Wartime memories go on display

About 300 personal files and thousands of mementoes from soldier who fought on southern battlefields are now being showcased at the Ho Chi Minh Museum in Hanoi.

The month-long exhibition, organised by the National Archive Centre III, the Ho Chi Minh Museum, the Vietnam Military History Museum and the Ho Chi Minh City Museum, opened yesterday.

The showing commemorates the 60th anniversary of President Ho Chi Minh’s appeal for the national war of resistance against the French, December 12, 1946.

In 1959, many units silently passed the Truong Son mountain range to fight in the southern war zone, an attempt to bolster the revolution. Before leaving for the south, the soldiers left their belongings with the government’s National Reunification Committee, which was in charge of supervising the revolution in the south and managing the supply of troops. All the personal files were kept by the committee and then moved to the national archives.

The personal files were selected from a cache of about 70,000. Among them, is the file of doctor and martyr Dang Thuy Tram. The document holds her hand-written resume, an order confirming their work in the south, and other documents pre-dating her trip to Quang Ngai province.

“I hope other martyrs’ families will find the files of their beloved o­nes as I do,” Tram mother said at the opening ceremony.

At the exhibition, visitors can also see medals, merit certificates, letters, money, diaries and photos. There are also everyday items like an old-fashioned radio, mugs, spoons and rubber sandals.

A raincoat, lighter and canteen that o­nce belonged to tale general Nguyen Chi Thanh along with gifts from soldiers to President Ho Chi Minh are also o­n display.

The documents and artefacts are arranged in chronological order to help visitors understand the timeline of the Vietnam revolution.
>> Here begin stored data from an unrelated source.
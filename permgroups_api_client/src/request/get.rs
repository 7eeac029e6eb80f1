use std::borrow::Borrow;

use url::Url;

use super::build_request_url_with_parameters;
use crate::{ClientError, ClientResult, HttpClient, ServerResponse};

pub(crate) struct GetRequestBuilder<'c, HC, const HAS_URL: bool>
where
    HC: HttpClient,
{
    client: &'c HC,
    url: Option<Result<Url, url::ParseError>>,
}

impl<'c, HC, const HAS_URL: bool> GetRequestBuilder<'c, HC, HAS_URL>
where
    HC: HttpClient,
{
    pub(crate) fn new(client: &'c HC) -> GetRequestBuilder<'c, HC, false> {
        GetRequestBuilder { client, url: None }
    }

    pub(crate) fn endpoint_url_with_parameters<U, P, K, V>(
        self,
        relative_endpoint_url: U,
        parameters: P,
    ) -> GetRequestBuilder<'c, HC, true>
    where
        U: AsRef<str>,
        P: IntoIterator,
        P::Item: Borrow<(K, V)>,
        K: AsRef<str>,
        V: AsRef<str>,
    {
        GetRequestBuilder {
            client: self.client,
            url: Some(build_request_url_with_parameters(
                self.client.server(),
                relative_endpoint_url.as_ref(),
                parameters,
            )),
        }
    }
}

impl<'c, HC> GetRequestBuilder<'c, HC, true>
where
    HC: HttpClient,
{
    pub(crate) async fn send(self) -> ClientResult<ServerResponse> {
        let request_url = match self.url {
            Some(Ok(request_url)) => request_url,
            Some(Err(url_parse_error)) => {
                return Err(ClientError::UrlPreparationError {
                    error: url_parse_error,
                })
            }
            // `url` is always `Some` when `HAS_URL` is `true`.
            None => return Err(url::ParseError::EmptyHost.into()),
        };

        self.client.get(request_url).await
    }
}
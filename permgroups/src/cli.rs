//! Command-line interface definitions for the `permgroups` binary.

use std::path::PathBuf;

use clap::{Parser, Subcommand};


/// Command-line arguments.
#[derive(Parser, Debug)]
#[command(
    name = "permgroups",
    author,
    about = "Inspects the permission groups of an account through the account-management API.",
    version
)]
pub struct CLIArgs {
    /// This is the path to the configuration file to use.
    /// If unspecified, this defaults to `./data/configuration.toml`.
    #[arg(
        short = 'c',
        long = "configurationFilePath",
        help = "Path to the configuration file to use. Defaults to ./data/configuration.toml"
    )]
    pub configuration_file_path: Option<PathBuf>,

    #[arg(
        short = 'a',
        long = "account",
        help = "Account ID to operate on. Defaults to api.default_account_id from the configuration."
    )]
    pub account_id: Option<String>,

    #[command(subcommand)]
    pub command: CLICommand,
}


#[derive(Subcommand, Debug, PartialEq, Eq)]
pub enum CLICommand {
    /// Fetch a single permission group by its ID.
    Get {
        permission_group_id: String,
    },

    /// List all permission groups of the account.
    List,

    /// Find permission groups with the given name.
    FindByName {
        name: String,
    },

    /// Find permission groups backing the role with the given name.
    FindForRole {
        role_name: String,
    },
}



#[cfg(test)]
mod test {
    use super::*;

    #[test]
    fn parses_get_with_account_override() {
        let arguments = CLIArgs::try_parse_from([
            "permgroups",
            "--account",
            "acct123",
            "get",
            "pg42",
        ])
        .unwrap();

        assert_eq!(arguments.account_id.as_deref(), Some("acct123"));
        assert_eq!(
            arguments.command,
            CLICommand::Get {
                permission_group_id: "pg42".to_string()
            }
        );
    }

    #[test]
    fn parses_kebab_case_subcommands() {
        let arguments = CLIArgs::try_parse_from([
            "permgroups",
            "-c",
            "./other.toml",
            "find-for-role",
            "Administrator Read Only",
        ])
        .unwrap();

        assert_eq!(
            arguments.configuration_file_path,
            Some(PathBuf::from("./other.toml"))
        );
        assert_eq!(
            arguments.command,
            CLICommand::FindForRole {
                role_name: "Administrator Read Only".to_string()
            }
        );
    }

    #[test]
    fn requires_a_subcommand() {
        assert!(CLIArgs::try_parse_from(["permgroups"]).is_err());
    }
}
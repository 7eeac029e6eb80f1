use bytes::Bytes;
use permgroups_core::api_models::ErrorEnvelope;
use reqwest::StatusCode;
use serde::de::DeserializeOwned;

use crate::errors::{ClientError, ClientResult};


/// A server response whose body has already been read in full.
///
/// Transports hand these back to the API layer, which inspects the
/// status code and decodes the body.
#[derive(Clone, Debug)]
pub struct ServerResponse {
    status_code: StatusCode,
    body: Bytes,
}

impl ServerResponse {
    pub fn new<B>(status_code: StatusCode, body: B) -> Self
    where
        B: Into<Bytes>,
    {
        Self {
            status_code,
            body: body.into(),
        }
    }

    pub(crate) async fn prefetch_reqwest_response(response: reqwest::Response) -> ClientResult<Self> {
        let status_code = response.status();

        let body = response
            .bytes()
            .await
            .map_err(ClientError::request_execution)?;

        Ok(Self { status_code, body })
    }

    pub fn status(&self) -> StatusCode {
        self.status_code
    }

    pub fn body(&self) -> &[u8] {
        &self.body
    }

    pub(crate) fn json<V>(&self) -> ClientResult<V>
    where
        V: DeserializeOwned,
    {
        serde_json::from_slice(&self.body).map_err(|error| ClientError::ResponseJsonBodyError { error })
    }

    /// Attempts to read the error messages out of a (usually non-2xx) response.
    ///
    /// Bodies that aren't an envelope yield no messages.
    pub(crate) fn envelope_errors(&self) -> Vec<String> {
        self.json::<ErrorEnvelope>()
            .map(|envelope| envelope.errors)
            .unwrap_or_default()
    }
}
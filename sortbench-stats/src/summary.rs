//! Summary Statistics
//!
//! Mean, median and std-dev come from the outlier-cleaned trials. Min, max
//! and percentiles come from every trial, so a slow tail stays visible.

use crate::outliers::{OutlierAnalysis, OutlierMethod, detect_outliers};
use crate::percentiles::{percentile_of_sorted, sorted_copy};

/// Summary of one set of timing trials (units are whatever the samples use)
#[derive(Debug, Clone)]
pub struct SummaryStatistics {
    // Central tendency (cleaned)
    pub mean: f64,
    pub median: f64,
    pub std_dev: f64,

    // Extremes and tail (all trials)
    pub min: f64,
    pub max: f64,
    pub p90: f64,
    pub p99: f64,

    pub sample_count: usize,
    pub outlier_count: usize,
    pub outlier_analysis: OutlierAnalysis,
}

/// Compute summary statistics for `samples`
pub fn compute_summary(samples: &[f64], outlier_method: OutlierMethod) -> SummaryStatistics {
    let analysis = detect_outliers(samples, outlier_method);
    let cleaned = sorted_copy(&analysis.cleaned_samples);
    let all = sorted_copy(samples);

    let mean = if cleaned.is_empty() {
        0.0
    } else {
        cleaned.iter().sum::<f64>() / cleaned.len() as f64
    };

    // Sample (n - 1) standard deviation
    let std_dev = if cleaned.len() < 2 {
        0.0
    } else {
        let variance =
            cleaned.iter().map(|x| (x - mean).powi(2)).sum::<f64>() / (cleaned.len() - 1) as f64;
        variance.sqrt()
    };

    SummaryStatistics {
        mean,
        median: percentile_of_sorted(&cleaned, 50.0),
        std_dev,
        min: all.first().copied().unwrap_or(0.0),
        max: all.last().copied().unwrap_or(0.0),
        p90: percentile_of_sorted(&all, 90.0),
        p99: percentile_of_sorted(&all, 99.0),
        sample_count: samples.len(),
        outlier_count: analysis.outlier_indices.len(),
        outlier_analysis: analysis,
    }
}

impl SummaryStatistics {
    /// Coefficient of variation, in percent
    pub fn coefficient_of_variation(&self) -> f64 {
        if self.mean == 0.0 {
            0.0
        } else {
            self.std_dev / self.mean * 100.0
        }
    }

    /// Whether the trials are tight enough to trust the mean
    pub fn is_stable(&self, cv_threshold: f64) -> bool {
        self.coefficient_of_variation() < cv_threshold
    }
}
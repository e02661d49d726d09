#![warn(missing_docs)]
//! # SortBench
//!
//! Classic sorting algorithms and a harness that times them.
//!
//! SortBench provides:
//! - **Eight Algorithms**: bubble, selection, insertion, merge, heap, quick, radix and a
//!   library-sort baseline, each as a generic function and behind the [`SortAlgorithm`] trait
//! - **Correctness Checking**: [`is_sorted`] and [`verify_algorithm`] on any output
//! - **Shuffle-then-Time Harness**: [`sort_time`] shuffles before every trial so repeated
//!   trials never re-sort sorted data; [`avg_sort_time`] averages them
//! - **Benchmark Driver**: [`run_benchmark`] fills a [`BenchmarkTable`] of average seconds per
//!   algorithm per input size, sequentially or across a rayon pool
//! - **Reports**: JSON, CSV and a terminal table with speedups against `reference_sort`
//!
//! ## Quick Start
//!
//! ```
//! use sortbench::{MergeSort, SortAlgorithm, avg_sort_time, is_sorted, rand_list};
//! use rand::SeedableRng;
//!
//! let mut rng = rand::rngs::StdRng::seed_from_u64(1);
//! let mut data = rand_list(100, &mut rng);
//! let avg = avg_sort_time(&MergeSort, &mut data, 10, &mut rng).unwrap();
//! assert!(is_sorted(&data));
//! println!("{}: {:?}", MergeSort.name(), avg);
//! ```
//!
//! ## Benchmark Table
//!
//! ```
//! use sortbench::{BenchmarkConfig, run_benchmark};
//!
//! let config = BenchmarkConfig {
//!     input_sizes: vec![10, 20],
//!     trials: 2,
//!     algorithms: vec!["insertion_sort".into(), "reference_sort".into()],
//!     seed: Some(7),
//!     ..Default::default()
//! };
//! let run = run_benchmark(&config, |_| {}).unwrap();
//! assert_eq!(run.table.get("insertion_sort").map(|row| row.len()), Some(2));
//! ```

// Re-export core types
pub use sortbench_core::{
    AlgorithmInfo, BubbleSort, DEFAULT_TRIALS, Element, HeapSort, InsertionSort, Measurement,
    MergeSort, QuickSort, RadixSort, ReferenceSort, SelectionSort, SortAlgorithm, SortError,
    Timer, algorithm_by_name, all_algorithms, avg_sort_time, bubble_sort, heap_sort,
    insertion_sort, is_sorted, measure, merge_sort, quick_sort, radix_sort, radix_sort_by_key,
    rand_list, rand_list_in, reference_sort, selection_sort, sort_time, verify_algorithm,
};

// Re-export stats
pub use sortbench_stats::{OutlierMethod, SummaryStatistics, compute_summary};

// Re-export report types
pub use sortbench_report::{
    BenchmarkTable, OutputFormat, Report, TableError, format_secs, generate_csv_report,
    generate_json_report,
};

// Re-export driver and configuration
pub use sortbench_cli::{
    BenchmarkConfig, BenchmarkRun, ConfigError, SortbenchConfig, build_report,
    default_input_sizes, format_human_output, run_benchmark,
};

/// Prelude for convenient imports
pub mod prelude {
    pub use crate::{
        BenchmarkConfig, Element, SortAlgorithm, all_algorithms, avg_sort_time, is_sorted,
        rand_list, run_benchmark, sort_time,
    };
}

/// Run the SortBench CLI.
///
/// This is what the `sortbench` binary calls:
/// ```ignore
/// fn main() {
///     sortbench::run().unwrap();
/// }
/// ```
pub use sortbench_cli::run;
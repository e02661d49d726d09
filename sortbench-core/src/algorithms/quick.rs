//! Quicksort

use super::{AlgorithmInfo, Element, SortAlgorithm};
use crate::error::SortError;

/// Quicksort with first-element pivot - O(N²) worst case, not stable
pub struct QuickSort;

impl SortAlgorithm for QuickSort {
    fn info(&self) -> AlgorithmInfo {
        AlgorithmInfo {
            name: "quick_sort",
            worst_case: "O(N^2)",
            extra_space: "O(log N)",
            stable: false,
        }
    }

    fn sort<'a>(&self, seq: &'a mut [Element]) -> Result<&'a mut [Element], SortError> {
        Ok(quick_sort(seq))
    }
}

/// Partition around the first element, then sort both sides.
///
/// Recursion is replaced by an explicit stack of half-open ranges. The larger
/// side is deferred on the stack and the smaller side is processed
/// immediately, which bounds the stack at `O(log N)` entries even on
/// already-sorted input where the partition degenerates.
pub fn quick_sort<T: PartialOrd>(seq: &mut [T]) -> &mut [T] {
    if seq.len() < 2 {
        return seq;
    }

    let mut pending = vec![(0, seq.len())];
    while let Some((mut lo, mut hi)) = pending.pop() {
        while hi - lo > 1 {
            let split = partition(seq, lo, hi);
            let left_len = split - lo;
            let right_len = hi - split - 1;
            if left_len < right_len {
                pending.push((split + 1, hi));
                hi = split;
            } else {
                pending.push((lo, split));
                lo = split + 1;
            }
        }
    }
    seq
}

/// Hoare-style partition of `seq[lo..hi]` (at least two elements) with
/// `seq[lo]` as pivot. Returns the pivot's final index: everything before it
/// is `<=` pivot, everything after it is `>=` pivot.
fn partition<T: PartialOrd>(seq: &mut [T], lo: usize, hi: usize) -> usize {
    let mut left = lo + 1;
    let mut right = hi - 1;

    loop {
        while left <= right && seq[left] <= seq[lo] {
            left += 1;
        }
        while right >= left && seq[right] >= seq[lo] {
            right -= 1;
        }
        if right < left {
            break;
        }
        seq.swap(left, right);
    }

    // right >= lo here: it only moves while right >= left > lo
    seq.swap(lo, right);
    right
}
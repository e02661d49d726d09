//! Report Building
//!
//! Turns a [`BenchmarkRun`] into the serializable [`Report`]: algorithm
//! descriptions, the table, per-cell summaries and the speedup comparison
//! against [`BASELINE_ALGORITHM`] when it took part.

use crate::driver::{BenchmarkConfig, BenchmarkRun};
use crate::metadata::build_report_meta;
use sortbench_core::algorithm_by_name;
use sortbench_report::{AlgorithmEntry, CellResult, Comparison, Report, ReportSummary};

/// Algorithm every other one is compared against
pub const BASELINE_ALGORITHM: &str = "reference_sort";

/// Build a complete Report from a finished run
pub fn build_report(run: &BenchmarkRun, config: &BenchmarkConfig) -> Report {
    let algorithms: Vec<AlgorithmEntry> = run
        .table
        .algorithms()
        .filter_map(algorithm_by_name)
        .map(|alg| AlgorithmEntry::from(&alg.info()))
        .collect();

    let cells: Vec<CellResult> = run.measurements.iter().map(CellResult::from).collect();
    let noisy_cells = cells.iter().filter(|c| c.noisy).count();

    let summary = ReportSummary {
        algorithms: algorithms.len(),
        sizes: run.table.input_sizes.len(),
        cells: cells.len(),
        noisy_cells,
        total_duration_ms: run.elapsed.as_secs_f64() * 1000.0,
    };

    Report {
        meta: build_report_meta(config, run.seed),
        algorithms,
        comparison: Comparison::from_table(&run.table, BASELINE_ALGORITHM),
        table: run.table.clone(),
        cells,
        summary,
    }
}
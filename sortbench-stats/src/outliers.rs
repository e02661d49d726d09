//! Outlier Detection
//!
//! Timing trials pick up scheduler hiccups and page faults. Trials outside
//! the Tukey fences are flagged and excluded from the cleaned set used for
//! mean/median/std-dev. Min, max and percentiles still see every trial.

use crate::percentiles::compute_percentile;

/// Method for outlier detection
#[derive(Debug, Clone, Copy, PartialEq)]
pub enum OutlierMethod {
    /// Tukey fences: outside `[Q1 - k*IQR, Q3 + k*IQR]`
    Iqr {
        /// Fence multiplier
        k: f64,
    },
    /// Keep every sample
    None,
}

impl Default for OutlierMethod {
    fn default() -> Self {
        OutlierMethod::Iqr { k: 1.5 }
    }
}

/// Result of outlier analysis
#[derive(Debug, Clone)]
pub struct OutlierAnalysis {
    /// Samples inside the fences, in original order
    pub cleaned_samples: Vec<f64>,
    /// Indices of flagged samples
    pub outlier_indices: Vec<usize>,
    /// Number of samples below the lower fence
    pub low_outlier_count: usize,
    /// Number of samples above the upper fence
    pub high_outlier_count: usize,
    /// Lower fence
    pub lower_bound: f64,
    /// Upper fence
    pub upper_bound: f64,
}

impl OutlierAnalysis {
    /// Share of samples flagged, in percent
    pub fn outlier_percentage(&self) -> f64 {
        let total = self.cleaned_samples.len() + self.outlier_indices.len();
        if total == 0 {
            return 0.0;
        }
        self.outlier_indices.len() as f64 / total as f64 * 100.0
    }
}

/// Split `samples` into kept and flagged trials
pub fn detect_outliers(samples: &[f64], method: OutlierMethod) -> OutlierAnalysis {
    let (lower_bound, upper_bound) = match method {
        OutlierMethod::None => (f64::NEG_INFINITY, f64::INFINITY),
        OutlierMethod::Iqr { .. } if samples.is_empty() => (0.0, 0.0),
        OutlierMethod::Iqr { k } => {
            let q1 = compute_percentile(samples, 25.0);
            let q3 = compute_percentile(samples, 75.0);
            let iqr = q3 - q1;
            (q1 - k * iqr, q3 + k * iqr)
        }
    };

    let mut analysis = OutlierAnalysis {
        cleaned_samples: Vec::with_capacity(samples.len()),
        outlier_indices: Vec::new(),
        low_outlier_count: 0,
        high_outlier_count: 0,
        lower_bound,
        upper_bound,
    };

    for (i, &sample) in samples.iter().enumerate() {
        if sample < lower_bound {
            analysis.outlier_indices.push(i);
            analysis.low_outlier_count += 1;
        } else if sample > upper_bound {
            analysis.outlier_indices.push(i);
            analysis.high_outlier_count += 1;
        } else {
            analysis.cleaned_samples.push(sample);
        }
    }
    analysis
}

#[cfg(test)]
mod tests {
    use super::*;

    #[test]
    fn test_no_outliers() {
        let result = detect_outliers(&[10.0, 11.0, 12.0, 13.0, 14.0], OutlierMethod::default());
        assert!(result.outlier_indices.is_empty());
        assert_eq!(result.cleaned_samples.len(), 5);
    }

    #[test]
    fn test_scheduler_spike_flagged() {
        let samples = [10.0, 11.0, 12.0, 13.0, 14.0, 400.0];
        let result = detect_outliers(&samples, OutlierMethod::default());
        assert_eq!(result.outlier_indices, vec![5]);
        assert_eq!(result.high_outlier_count, 1);
        assert_eq!(result.cleaned_samples.len(), 5);
        assert!(result.outlier_percentage() > 16.0 && result.outlier_percentage() < 17.0);
    }

    #[test]
    fn test_none_keeps_everything() {
        let result = detect_outliers(&[1.0, 2.0, 1000.0], OutlierMethod::None);
        assert!(result.outlier_indices.is_empty());
        assert_eq!(result.cleaned_samples, vec![1.0, 2.0, 1000.0]);
    }

    #[test]
    fn test_empty_samples() {
        let result = detect_outliers(&[], OutlierMethod::default());
        assert!(result.cleaned_samples.is_empty());
        assert_eq!(result.outlier_percentage(), 0.0);
    }
}
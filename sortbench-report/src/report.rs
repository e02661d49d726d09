//! Report Data Structures

use crate::table::{BenchmarkTable, SpeedupRow};
use chrono::{DateTime, Utc};
use serde::{Deserialize, Serialize};
use sortbench_core::{AlgorithmInfo, Measurement};
use sortbench_stats::NOISY_CV_THRESHOLD;

/// Current report schema version
pub const SCHEMA_VERSION: u32 = 1;

/// Complete benchmark report
#[derive(Debug, Clone, Serialize, Deserialize)]
pub struct Report {
    pub meta: ReportMeta,
    pub algorithms: Vec<AlgorithmEntry>,
    pub table: BenchmarkTable,
    pub cells: Vec<CellResult>,
    pub comparison: Option<Comparison>,
    pub summary: ReportSummary,
}

/// Report metadata
#[derive(Debug, Clone, Serialize, Deserialize)]
pub struct ReportMeta {
    pub schema_version: u32,
    pub version: String,
    pub timestamp: DateTime<Utc>,
    pub system: SystemInfo,
    pub config: ReportConfig,
}

/// Benchmark configuration captured in report metadata
#[derive(Debug, Clone, Serialize, Deserialize)]
pub struct ReportConfig {
    pub input_sizes: Vec<usize>,
    pub trials: usize,
    pub seed: Option<u64>,
    pub validate: bool,
    pub jobs: usize,
}

/// Host the benchmark ran on
#[derive(Debug, Clone, Serialize, Deserialize)]
pub struct SystemInfo {
    pub os: String,
    pub arch: String,
    pub cpu: String,
    pub cpu_cores: u32,
}

/// Static description of a benchmarked algorithm
#[derive(Debug, Clone, PartialEq, Serialize, Deserialize)]
pub struct AlgorithmEntry {
    pub name: String,
    pub title: String,
    pub worst_case: String,
    pub extra_space: String,
    pub stable: bool,
}

impl From<&AlgorithmInfo> for AlgorithmEntry {
    fn from(info: &AlgorithmInfo) -> Self {
        Self {
            name: info.name.to_string(),
            title: info.title(),
            worst_case: info.worst_case.to_string(),
            extra_space: info.extra_space.to_string(),
            stable: info.stable,
        }
    }
}

/// Timing detail for one (algorithm, size) cell. Times are in seconds.
#[derive(Debug, Clone, Serialize, Deserialize)]
pub struct CellResult {
    pub algorithm: String,
    pub size: usize,
    pub trials: usize,
    /// Arithmetic mean over every trial (the value in the table)
    pub mean_secs: f64,
    pub median_secs: f64,
    pub std_dev_secs: f64,
    pub min_secs: f64,
    pub max_secs: f64,
    pub outliers: usize,
    /// Coefficient of variation, percent
    pub cv_percent: f64,
    /// True when the trials vary too much to trust the mean
    pub noisy: bool,
}

const NANOS_PER_SEC: f64 = 1e9;

impl From<&Measurement> for CellResult {
    fn from(m: &Measurement) -> Self {
        let s = &m.summary;
        let cv_percent = s.coefficient_of_variation();
        Self {
            algorithm: m.algorithm.to_string(),
            size: m.size,
            trials: m.trials(),
            mean_secs: m.mean_secs(),
            median_secs: s.median / NANOS_PER_SEC,
            std_dev_secs: s.std_dev / NANOS_PER_SEC,
            min_secs: s.min / NANOS_PER_SEC,
            max_secs: s.max / NANOS_PER_SEC,
            outliers: s.outlier_count,
            cv_percent,
            noisy: m.trials() > 1 && cv_percent > NOISY_CV_THRESHOLD,
        }
    }
}

/// Every algorithm's speed relative to a baseline algorithm
#[derive(Debug, Clone, Serialize, Deserialize)]
pub struct Comparison {
    pub baseline: String,
    pub input_sizes: Vec<usize>,
    pub rows: Vec<SpeedupRow>,
}

impl Comparison {
    /// Compare every row of `table` against `baseline`
    pub fn from_table(table: &BenchmarkTable, baseline: &str) -> Option<Self> {
        Some(Self {
            baseline: baseline.to_string(),
            input_sizes: table.input_sizes.clone(),
            rows: table.speedups(baseline)?,
        })
    }
}

/// Report summary
#[derive(Debug, Clone, Default, Serialize, Deserialize)]
pub struct ReportSummary {
    pub algorithms: usize,
    pub sizes: usize,
    pub cells: usize,
    pub noisy_cells: usize,
    pub total_duration_ms: f64,
}
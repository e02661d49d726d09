//! CSV Output
//!
//! One row per input size, one column per algorithm:
//!
//! ```text
//! size,bubble_sort,merge_sort
//! 100,0.000412000,0.000031000
//! ```
//!
//! Times are seconds. Cells an algorithm never reached are left empty.

use crate::table::BenchmarkTable;

/// Render the table as CSV
pub fn generate_csv_report(table: &BenchmarkTable) -> String {
    let mut output = String::from("size");
    for algorithm in table.algorithms() {
        output.push(',');
        output.push_str(&escape(algorithm));
    }
    output.push('\n');

    for (i, size) in table.input_sizes.iter().enumerate() {
        output.push_str(&size.to_string());
        for series in &table.series {
            output.push(',');
            if let Some(secs) = series.avg_secs.get(i) {
                output.push_str(&format!("{:.9}", secs));
            }
        }
        output.push('\n');
    }
    output
}

fn escape(field: &str) -> String {
    if field.contains([',', '"', '\n']) {
        format!("\"{}\"", field.replace('"', "\"\""))
    } else {
        field.to_string()
    }
}
//! Percentile Computation

use std::cmp::Ordering;

/// Sort a copy of `samples` ascending; NaNs compare equal to everything.
pub(crate) fn sorted_copy(samples: &[f64]) -> Vec<f64> {
    let mut sorted = samples.to_vec();
    sorted.sort_by(|a, b| a.partial_cmp(b).unwrap_or(Ordering::Equal));
    sorted
}

/// Percentile (0-100) of `samples` by linear interpolation between the two
/// nearest ranks. Returns 0.0 for an empty slice.
///
/// # Examples
///
/// ```
/// # use sortbench_stats::compute_percentile;
/// let trials = [4.0, 1.0, 3.0, 2.0, 5.0];
/// assert_eq!(compute_percentile(&trials, 50.0), 3.0);
/// assert_eq!(compute_percentile(&trials, 100.0), 5.0);
/// ```
pub fn compute_percentile(samples: &[f64], percentile: f64) -> f64 {
    match samples.len() {
        0 => 0.0,
        1 => samples[0],
        _ => percentile_of_sorted(&sorted_copy(samples), percentile),
    }
}

/// Same as [`compute_percentile`] for input already sorted ascending
pub(crate) fn percentile_of_sorted(sorted: &[f64], percentile: f64) -> f64 {
    if sorted.is_empty() {
        return 0.0;
    }
    let last = sorted.len() - 1;
    let rank = (percentile.clamp(0.0, 100.0) / 100.0) * last as f64;
    let lower = rank.floor() as usize;
    let upper = (lower + 1).min(last);
    let fraction = rank - lower as f64;

    sorted[lower] + fraction * (sorted[upper] - sorted[lower])
}

#[cfg(test)]
mod tests {
    use super::*;

    #[test]
    fn test_median_odd() {
        assert!((compute_percentile(&[5.0, 1.0, 3.0], 50.0) - 3.0).abs() < f64::EPSILON);
    }

    #[test]
    fn test_median_even_interpolates() {
        assert!((compute_percentile(&[1.0, 2.0, 3.0, 4.0], 50.0) - 2.5).abs() < f64::EPSILON);
    }

    #[test]
    fn test_quartiles() {
        let samples: Vec<f64> = (1..=100).map(|x| x as f64).collect();
        assert!((compute_percentile(&samples, 25.0) - 25.75).abs() < 1e-9);
        assert!((compute_percentile(&samples, 75.0) - 75.25).abs() < 1e-9);
    }

    #[test]
    fn test_out_of_range_percentile_clamps() {
        let samples = [1.0, 2.0, 3.0];
        assert_eq!(compute_percentile(&samples, 150.0), 3.0);
        assert_eq!(compute_percentile(&samples, -5.0), 1.0);
    }

    #[test]
    fn test_degenerate_inputs() {
        assert_eq!(compute_percentile(&[], 50.0), 0.0);
        assert_eq!(compute_percentile(&[42.0], 99.0), 42.0);
    }
}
It runs from the beginning of the war, through the Geneva peace conference, and the implementation of the Geneva peace accord, among other periods.

“I think personal files are the most important things when we talk about a war since they tell different stories,” said Ginter Davis, an American researcher of modern Vietnamese history. “I really admire women soldiers like Tram who left home to save their country.”

The 70,000 files have also been put in a user-friendly database. Families of the soldiers can access the database and get back their beloved o­nes’ files five days a week, excluding Friday afternoon, during and after the exhibition.